The problem with using the iPhone version is that the iPhone is used in the hand, as in my clumsy, shaky hands. That leaves too much room for movement that stops the software being able to understand perfectly what it’s looking at because the perception has changed. I therefore decided I would actually take my DSLR outside and try and take a panoramic picture of the river and bridge in Kingston. I used my tripod and tightened it all up to make sure there was minimal shake and downloaded the software for my PC in order to stitch the photos together ready to upload to PhotoSynth.net and utilise the silver light based browser. You can also tag the image onto it’s location on Bing maps and the place where you were standing’s view for the first part of the picture. This means that when someone goes onto Bing Maps and looks at the panorama you created they start where you were first stood (camera and tripod were facing).
Below we can see a PhotoSynth I made today of my room in halls and as you can see there are lots of imperfections. Particularly the bit where they sliced up my Welsh flag and the door is a bit mixed. This is obviously from me moving in the wrong way.

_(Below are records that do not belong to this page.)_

//! Runtime configuration for stores.

use serde::{Deserialize, Serialize};
use std::path::Path;
use thiserror::Error;

/// Order in which a draining store picks up pending actions.
#[derive(Clone, Copy, Debug, Default, PartialEq, Eq, Serialize, Deserialize)]
#[serde(rename_all = "snake_case")]
pub enum DrainPolicy {
    /// Actions emitted synchronously by the effect just subscribed run before
    /// actions buffered from elsewhere.
    #[default]
    SynchronousFirst,
    /// Every pending action runs in arrival order.
    Fifo,
}

/// What to do when a reducer calls `send` on its own store.
#[derive(Clone, Copy, Debug, PartialEq, Eq, Serialize, Deserialize)]
#[serde(rename_all = "snake_case")]
pub enum ReentrancyCheck {
    Panic,
    /// Log a warning and queue the action.
    Warn,
    /// Queue the action silently.
    Ignore,
}

impl Default for ReentrancyCheck {
    fn default() -> Self {
        if cfg!(debug_assertions) {
            Self::Panic
        } else {
            Self::Warn
        }
    }
}

/// Store settings that do not depend on the domain types.
///
/// Every field has a default, so a partial JSON document is valid:
///
/// ```rust
/// use tka::store::{DrainPolicy, StoreConfig};
///
/// let config = StoreConfig::from_json(r#"{ "label": "app", "drain_policy": "fifo" }"#).unwrap();
/// assert_eq!(config.label.as_deref(), Some("app"));
/// assert_eq!(config.drain_policy, DrainPolicy::Fifo);
/// ```
#[derive(Clone, Debug, Default, PartialEq, Serialize, Deserialize)]
#[serde(default)]
pub struct StoreConfig {
    /// Name used in log events.
    pub label: Option<String>,
    pub drain_policy: DrainPolicy,
    pub reentrancy: ReentrancyCheck,
}

impl StoreConfig {
    pub fn with_label(mut self, label: impl Into<String>) -> Self {
        self.label = Some(label.into());
        self
    }

    pub fn with_drain_policy(mut self, drain_policy: DrainPolicy) -> Self {
        self.drain_policy = drain_policy;
        self
    }

    pub fn with_reentrancy(mut self, reentrancy: ReentrancyCheck) -> Self {
        self.reentrancy = reentrancy;
        self
    }

    pub fn from_json(json: &str) -> Result<Self, ConfigError> {
        serde_json::from_str(json).map_err(|e| ConfigError::Parse(e.to_string()))
    }

    pub fn from_path(path: impl AsRef<Path>) -> Result<Self, ConfigError> {
        let path = path.as_ref();
        let json = std::fs::read_to_string(path).map_err(|e| ConfigError::Read {
            path: path.display().to_string(),
            reason: e.to_string(),
        })?;
        Self::from_json(&json)
    }

    pub fn to_json(&self) -> Result<String, ConfigError> {
        serde_json::to_string_pretty(self).map_err(|e| ConfigError::Serialize(e.to_string()))
    }

    /// The label for log events, `"store"` when none was set.
    pub(crate) fn name(&self) -> &str {
        self.label.as_deref().unwrap_or("store")
    }
}

/// Errors loading or saving a [`StoreConfig`].
#[derive(Debug, Error)]
pub enum ConfigError {
    #[error("Invalid store configuration: {0}")]
    Parse(String),

    #[error("Could not read store configuration from {path}: {reason}")]
    Read { path: String, reason: String },

    #[error("Could not serialize store configuration: {0}")]
    Serialize(String),
}

#[cfg(test)]
mod tests {
    use super::*;

    #[test]
    fn empty_document_uses_defaults() {
        let config = StoreConfig::from_json("{}").unwrap();
        assert_eq!(config, StoreConfig::default());
        assert_eq!(config.drain_policy, DrainPolicy::SynchronousFirst);
    }

    #[test]
    fn json_roundtrip_preserves_fields() {
        let config = StoreConfig::default()
            .with_label("counter")
            .with_drain_policy(DrainPolicy::Fifo)
            .with_reentrancy(ReentrancyCheck::Ignore);

        let json = config.to_json().unwrap();

        assert!(json.contains("\"fifo\""));
        assert_eq!(StoreConfig::from_json(&json).unwrap(), config);
    }

    #[test]
    fn unknown_policy_is_rejected() {
        let error = StoreConfig::from_json(r#"{ "drain_policy": "random" }"#).unwrap_err();
        assert!(matches!(error, ConfigError::Parse(_)));
    }

    #[test]
    fn missing_file_reports_path() {
        let error = StoreConfig::from_path("/definitely/not/here.json").unwrap_err();
        assert!(error.to_string().contains("/definitely/not/here.json"));
    }

    #[test]
    #[cfg(debug_assertions)]
    fn debug_builds_panic_on_reentrancy() {
        assert_eq!(ReentrancyCheck::default(), ReentrancyCheck::Panic);
    }
}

However when I used the tripod and the SLR the image is clearly better. I’m not sure whether the software is any better at doing it, in fact I’m pretty sure it works the exact same way but the SLR’s superior image quality and the rigid use of a tripod definitely created a better photo. The finished DSLR panorama was just over 146 megapixels however the quality seems to have been reduced for uploading purposes, on the original photo’s you can zoom in quite far and it still looks pretty good, I had the ISO on 100 to lower distortion and since using a tripod I didn’t have to worry too much about shutter speed as the camera was static.
It’s a fantastic little toy and it can have very powerful applications such as the ones shown in the TED lecture embedded above, if you have an iPhone give it a bash! It’s on the AppStore. I have absolutely no idea why it is yet to be released for Windows Phone 7 but that’s just the confusing side of Microsoft. Feel free to post your PhotoSynth’s in the comments, I’d love to have a look!